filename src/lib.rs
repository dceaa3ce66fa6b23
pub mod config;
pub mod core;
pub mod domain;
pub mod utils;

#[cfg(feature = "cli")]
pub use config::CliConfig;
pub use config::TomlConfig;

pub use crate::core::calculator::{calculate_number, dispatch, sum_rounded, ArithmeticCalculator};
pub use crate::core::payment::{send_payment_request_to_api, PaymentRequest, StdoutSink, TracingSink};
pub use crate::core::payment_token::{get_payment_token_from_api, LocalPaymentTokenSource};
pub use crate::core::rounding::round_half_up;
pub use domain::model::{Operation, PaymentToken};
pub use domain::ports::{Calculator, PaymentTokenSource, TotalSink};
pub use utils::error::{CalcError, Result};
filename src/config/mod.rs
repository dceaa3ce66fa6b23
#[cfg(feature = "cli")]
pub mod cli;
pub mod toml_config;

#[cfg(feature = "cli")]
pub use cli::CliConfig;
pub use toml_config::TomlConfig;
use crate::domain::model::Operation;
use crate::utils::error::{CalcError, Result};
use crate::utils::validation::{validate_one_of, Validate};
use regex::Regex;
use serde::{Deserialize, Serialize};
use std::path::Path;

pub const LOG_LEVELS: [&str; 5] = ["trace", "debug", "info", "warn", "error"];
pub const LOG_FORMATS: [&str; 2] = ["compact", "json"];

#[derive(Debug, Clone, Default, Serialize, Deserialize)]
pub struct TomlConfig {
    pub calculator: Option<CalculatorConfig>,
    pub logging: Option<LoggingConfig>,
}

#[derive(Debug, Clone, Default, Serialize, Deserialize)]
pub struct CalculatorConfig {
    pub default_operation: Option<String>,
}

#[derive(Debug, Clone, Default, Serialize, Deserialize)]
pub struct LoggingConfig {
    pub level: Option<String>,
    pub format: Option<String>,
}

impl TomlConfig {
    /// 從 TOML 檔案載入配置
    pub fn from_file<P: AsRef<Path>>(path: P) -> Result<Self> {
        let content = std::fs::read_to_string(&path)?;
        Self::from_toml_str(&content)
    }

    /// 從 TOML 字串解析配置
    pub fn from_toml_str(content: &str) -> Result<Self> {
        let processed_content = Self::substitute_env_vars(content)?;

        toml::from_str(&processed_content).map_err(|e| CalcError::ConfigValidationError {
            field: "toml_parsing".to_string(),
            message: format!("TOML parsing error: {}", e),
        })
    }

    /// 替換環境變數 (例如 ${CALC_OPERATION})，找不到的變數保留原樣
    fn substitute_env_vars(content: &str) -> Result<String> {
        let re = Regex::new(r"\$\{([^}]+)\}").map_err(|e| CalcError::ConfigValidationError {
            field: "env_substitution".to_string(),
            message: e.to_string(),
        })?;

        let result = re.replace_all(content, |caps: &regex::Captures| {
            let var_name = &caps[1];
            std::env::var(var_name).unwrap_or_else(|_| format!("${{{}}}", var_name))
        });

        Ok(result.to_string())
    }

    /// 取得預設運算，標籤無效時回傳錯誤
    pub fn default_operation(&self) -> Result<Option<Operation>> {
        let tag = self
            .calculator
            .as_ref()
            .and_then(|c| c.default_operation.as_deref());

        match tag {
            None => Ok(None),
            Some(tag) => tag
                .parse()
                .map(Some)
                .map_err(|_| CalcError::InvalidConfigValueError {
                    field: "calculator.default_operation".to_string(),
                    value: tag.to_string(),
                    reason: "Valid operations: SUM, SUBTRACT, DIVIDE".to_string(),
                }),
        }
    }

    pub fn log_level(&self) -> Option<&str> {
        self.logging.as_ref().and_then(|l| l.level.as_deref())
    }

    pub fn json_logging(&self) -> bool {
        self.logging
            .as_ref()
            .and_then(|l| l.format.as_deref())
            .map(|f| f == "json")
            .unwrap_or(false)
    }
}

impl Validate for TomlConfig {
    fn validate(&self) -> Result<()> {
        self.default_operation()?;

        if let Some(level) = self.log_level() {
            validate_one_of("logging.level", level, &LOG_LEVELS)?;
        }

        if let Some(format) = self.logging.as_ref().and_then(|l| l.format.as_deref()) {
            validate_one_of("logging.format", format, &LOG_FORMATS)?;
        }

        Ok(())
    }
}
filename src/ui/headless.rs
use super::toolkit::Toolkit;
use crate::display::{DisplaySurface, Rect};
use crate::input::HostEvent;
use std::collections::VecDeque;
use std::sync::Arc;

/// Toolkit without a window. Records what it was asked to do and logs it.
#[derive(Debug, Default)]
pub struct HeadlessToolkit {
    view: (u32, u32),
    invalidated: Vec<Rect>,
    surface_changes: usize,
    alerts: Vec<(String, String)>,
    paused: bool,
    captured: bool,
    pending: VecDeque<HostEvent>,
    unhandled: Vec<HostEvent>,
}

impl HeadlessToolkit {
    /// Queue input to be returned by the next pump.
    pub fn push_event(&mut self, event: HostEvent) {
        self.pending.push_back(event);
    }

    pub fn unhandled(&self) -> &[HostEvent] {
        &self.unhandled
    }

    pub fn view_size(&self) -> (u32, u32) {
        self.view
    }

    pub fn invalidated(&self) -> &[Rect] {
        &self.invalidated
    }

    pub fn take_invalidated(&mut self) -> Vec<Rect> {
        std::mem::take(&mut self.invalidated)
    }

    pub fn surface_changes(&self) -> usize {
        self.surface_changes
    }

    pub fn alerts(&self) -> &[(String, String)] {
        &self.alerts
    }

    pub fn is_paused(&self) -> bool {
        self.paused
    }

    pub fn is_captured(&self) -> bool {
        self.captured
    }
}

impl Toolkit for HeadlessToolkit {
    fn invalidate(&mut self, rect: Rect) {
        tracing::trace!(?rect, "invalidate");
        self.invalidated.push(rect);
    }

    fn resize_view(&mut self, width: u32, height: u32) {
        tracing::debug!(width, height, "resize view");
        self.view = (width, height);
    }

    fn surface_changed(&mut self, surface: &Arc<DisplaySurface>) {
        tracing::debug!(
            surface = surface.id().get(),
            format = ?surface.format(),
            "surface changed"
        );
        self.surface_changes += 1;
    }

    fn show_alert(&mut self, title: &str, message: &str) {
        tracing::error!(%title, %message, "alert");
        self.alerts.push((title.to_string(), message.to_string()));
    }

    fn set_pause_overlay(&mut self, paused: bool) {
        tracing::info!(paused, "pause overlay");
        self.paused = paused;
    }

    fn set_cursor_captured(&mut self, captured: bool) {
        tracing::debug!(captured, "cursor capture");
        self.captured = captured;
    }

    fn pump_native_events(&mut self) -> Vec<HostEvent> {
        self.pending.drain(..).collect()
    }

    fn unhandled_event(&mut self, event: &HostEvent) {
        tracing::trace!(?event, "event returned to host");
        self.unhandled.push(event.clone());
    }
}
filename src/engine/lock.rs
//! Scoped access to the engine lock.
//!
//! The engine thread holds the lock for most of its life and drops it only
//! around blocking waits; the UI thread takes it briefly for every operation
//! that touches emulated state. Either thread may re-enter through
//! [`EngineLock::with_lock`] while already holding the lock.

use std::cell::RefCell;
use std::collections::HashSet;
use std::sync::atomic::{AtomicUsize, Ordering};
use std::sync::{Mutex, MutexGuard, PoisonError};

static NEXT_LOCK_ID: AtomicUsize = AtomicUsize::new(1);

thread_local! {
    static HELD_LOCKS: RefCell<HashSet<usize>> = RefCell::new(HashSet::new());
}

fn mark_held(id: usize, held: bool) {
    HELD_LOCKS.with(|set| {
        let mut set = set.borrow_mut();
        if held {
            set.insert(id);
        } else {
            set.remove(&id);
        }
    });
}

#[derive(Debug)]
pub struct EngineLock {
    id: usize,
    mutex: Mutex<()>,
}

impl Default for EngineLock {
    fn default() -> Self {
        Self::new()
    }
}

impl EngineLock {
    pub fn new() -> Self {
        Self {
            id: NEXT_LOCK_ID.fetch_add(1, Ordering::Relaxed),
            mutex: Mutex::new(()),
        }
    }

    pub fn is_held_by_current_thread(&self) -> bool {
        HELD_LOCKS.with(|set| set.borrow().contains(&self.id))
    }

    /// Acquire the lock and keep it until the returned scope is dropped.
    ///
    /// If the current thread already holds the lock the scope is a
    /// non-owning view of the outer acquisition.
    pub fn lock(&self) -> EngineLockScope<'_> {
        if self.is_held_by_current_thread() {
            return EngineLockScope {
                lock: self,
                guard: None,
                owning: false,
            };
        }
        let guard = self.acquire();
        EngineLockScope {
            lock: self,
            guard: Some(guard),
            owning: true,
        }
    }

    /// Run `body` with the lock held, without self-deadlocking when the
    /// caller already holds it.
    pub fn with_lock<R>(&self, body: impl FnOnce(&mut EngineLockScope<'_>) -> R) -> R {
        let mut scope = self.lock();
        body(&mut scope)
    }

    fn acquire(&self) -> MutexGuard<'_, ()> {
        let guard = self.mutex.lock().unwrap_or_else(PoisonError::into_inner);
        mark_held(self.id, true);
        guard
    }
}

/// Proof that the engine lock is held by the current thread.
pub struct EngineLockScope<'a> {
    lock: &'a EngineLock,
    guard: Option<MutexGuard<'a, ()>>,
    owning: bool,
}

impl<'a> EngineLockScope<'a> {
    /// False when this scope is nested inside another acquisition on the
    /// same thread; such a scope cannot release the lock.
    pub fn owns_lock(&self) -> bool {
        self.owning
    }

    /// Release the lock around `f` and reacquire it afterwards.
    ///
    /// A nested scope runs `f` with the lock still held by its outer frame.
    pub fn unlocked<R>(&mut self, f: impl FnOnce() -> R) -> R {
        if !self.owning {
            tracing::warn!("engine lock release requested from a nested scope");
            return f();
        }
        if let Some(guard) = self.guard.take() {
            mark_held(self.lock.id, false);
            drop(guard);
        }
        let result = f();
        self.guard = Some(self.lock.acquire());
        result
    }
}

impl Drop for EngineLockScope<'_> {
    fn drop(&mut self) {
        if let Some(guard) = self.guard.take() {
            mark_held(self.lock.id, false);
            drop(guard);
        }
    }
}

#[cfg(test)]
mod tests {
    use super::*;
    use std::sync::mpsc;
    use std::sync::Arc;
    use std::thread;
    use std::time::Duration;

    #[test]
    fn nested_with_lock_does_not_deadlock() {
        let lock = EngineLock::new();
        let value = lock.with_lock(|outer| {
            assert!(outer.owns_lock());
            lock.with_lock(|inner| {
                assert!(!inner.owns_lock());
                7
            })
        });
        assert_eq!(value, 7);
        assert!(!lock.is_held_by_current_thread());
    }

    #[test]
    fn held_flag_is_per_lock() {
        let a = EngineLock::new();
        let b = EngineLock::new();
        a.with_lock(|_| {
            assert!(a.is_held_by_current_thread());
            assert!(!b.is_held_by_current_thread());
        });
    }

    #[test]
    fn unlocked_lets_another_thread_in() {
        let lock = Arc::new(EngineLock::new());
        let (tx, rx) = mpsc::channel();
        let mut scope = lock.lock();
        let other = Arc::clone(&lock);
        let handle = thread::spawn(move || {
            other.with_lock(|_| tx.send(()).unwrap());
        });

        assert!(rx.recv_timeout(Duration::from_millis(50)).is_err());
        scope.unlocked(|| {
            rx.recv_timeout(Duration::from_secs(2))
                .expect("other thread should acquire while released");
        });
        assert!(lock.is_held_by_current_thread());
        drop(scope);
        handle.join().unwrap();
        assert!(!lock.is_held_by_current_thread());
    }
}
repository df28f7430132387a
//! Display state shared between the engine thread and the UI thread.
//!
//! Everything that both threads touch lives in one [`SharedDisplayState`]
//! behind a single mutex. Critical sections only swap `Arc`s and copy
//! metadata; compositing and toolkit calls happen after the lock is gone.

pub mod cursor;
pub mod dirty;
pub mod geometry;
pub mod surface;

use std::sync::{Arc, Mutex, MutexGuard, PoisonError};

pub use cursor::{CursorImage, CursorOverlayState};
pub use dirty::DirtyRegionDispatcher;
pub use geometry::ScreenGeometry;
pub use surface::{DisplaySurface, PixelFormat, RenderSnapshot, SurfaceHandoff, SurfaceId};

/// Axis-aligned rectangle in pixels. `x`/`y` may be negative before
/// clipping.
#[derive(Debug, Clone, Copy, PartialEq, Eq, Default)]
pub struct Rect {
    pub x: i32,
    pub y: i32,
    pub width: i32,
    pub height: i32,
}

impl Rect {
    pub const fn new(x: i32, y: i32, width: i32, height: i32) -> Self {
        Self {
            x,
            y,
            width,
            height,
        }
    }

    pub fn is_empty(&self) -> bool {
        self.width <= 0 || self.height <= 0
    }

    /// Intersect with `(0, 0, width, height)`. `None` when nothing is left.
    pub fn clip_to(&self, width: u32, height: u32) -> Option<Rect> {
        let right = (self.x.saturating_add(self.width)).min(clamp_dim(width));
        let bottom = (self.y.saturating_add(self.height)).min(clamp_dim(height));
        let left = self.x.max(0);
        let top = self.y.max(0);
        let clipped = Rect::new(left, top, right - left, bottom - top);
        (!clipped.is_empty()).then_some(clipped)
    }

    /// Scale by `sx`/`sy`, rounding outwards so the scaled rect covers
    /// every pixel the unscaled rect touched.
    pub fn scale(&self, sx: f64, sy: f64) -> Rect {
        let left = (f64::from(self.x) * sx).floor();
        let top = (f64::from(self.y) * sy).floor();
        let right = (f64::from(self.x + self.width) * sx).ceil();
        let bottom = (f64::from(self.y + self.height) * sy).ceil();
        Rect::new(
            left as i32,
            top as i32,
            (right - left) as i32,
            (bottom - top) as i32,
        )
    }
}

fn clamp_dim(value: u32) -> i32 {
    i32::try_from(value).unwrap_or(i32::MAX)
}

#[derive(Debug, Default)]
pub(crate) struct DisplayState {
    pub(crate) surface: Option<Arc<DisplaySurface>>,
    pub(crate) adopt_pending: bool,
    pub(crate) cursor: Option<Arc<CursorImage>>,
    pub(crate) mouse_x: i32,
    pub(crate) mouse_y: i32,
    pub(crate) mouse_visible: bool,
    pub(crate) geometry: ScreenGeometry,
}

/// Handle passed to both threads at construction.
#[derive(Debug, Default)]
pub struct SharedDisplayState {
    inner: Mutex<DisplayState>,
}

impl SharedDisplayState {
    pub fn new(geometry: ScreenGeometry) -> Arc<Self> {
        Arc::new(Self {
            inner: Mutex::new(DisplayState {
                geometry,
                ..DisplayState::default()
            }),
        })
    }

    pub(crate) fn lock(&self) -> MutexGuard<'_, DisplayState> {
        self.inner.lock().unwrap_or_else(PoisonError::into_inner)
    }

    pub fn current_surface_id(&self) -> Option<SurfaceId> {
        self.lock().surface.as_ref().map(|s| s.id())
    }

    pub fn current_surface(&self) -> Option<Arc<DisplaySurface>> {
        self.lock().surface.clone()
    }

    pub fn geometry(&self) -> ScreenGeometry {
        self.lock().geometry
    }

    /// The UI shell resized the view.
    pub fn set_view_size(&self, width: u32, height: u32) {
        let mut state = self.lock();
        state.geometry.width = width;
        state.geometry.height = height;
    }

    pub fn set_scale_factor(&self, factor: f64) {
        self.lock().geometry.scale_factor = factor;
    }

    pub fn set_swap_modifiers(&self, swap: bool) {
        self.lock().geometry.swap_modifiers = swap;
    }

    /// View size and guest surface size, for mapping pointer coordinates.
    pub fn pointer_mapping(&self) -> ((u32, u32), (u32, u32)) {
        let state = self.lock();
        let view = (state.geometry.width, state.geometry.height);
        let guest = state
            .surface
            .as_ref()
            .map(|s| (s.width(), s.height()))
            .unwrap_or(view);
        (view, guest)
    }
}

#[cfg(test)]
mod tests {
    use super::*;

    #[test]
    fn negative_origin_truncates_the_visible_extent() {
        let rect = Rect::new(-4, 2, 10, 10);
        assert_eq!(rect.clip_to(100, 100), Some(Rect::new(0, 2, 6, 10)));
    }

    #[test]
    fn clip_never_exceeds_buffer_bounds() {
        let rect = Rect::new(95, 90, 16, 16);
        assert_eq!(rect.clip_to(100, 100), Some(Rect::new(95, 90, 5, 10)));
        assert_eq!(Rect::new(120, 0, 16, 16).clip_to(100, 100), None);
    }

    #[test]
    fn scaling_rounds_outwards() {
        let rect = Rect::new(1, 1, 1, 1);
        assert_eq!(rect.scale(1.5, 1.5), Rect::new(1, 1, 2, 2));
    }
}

....................

▶ [What to produce]
Write down again the exact lines running from the beginning of the data to the line containing "pub use config::TomlConfig;", with both ends included.

▶ [Solved exercise]
filename src/lib.rs
repository dceaa3ce66fa6b23
pub mod config;
pub mod core;
pub mod domain;
pub mod utils;

#[cfg(feature = "cli")]
pub use config::CliConfig;
pub use config::TomlConfig;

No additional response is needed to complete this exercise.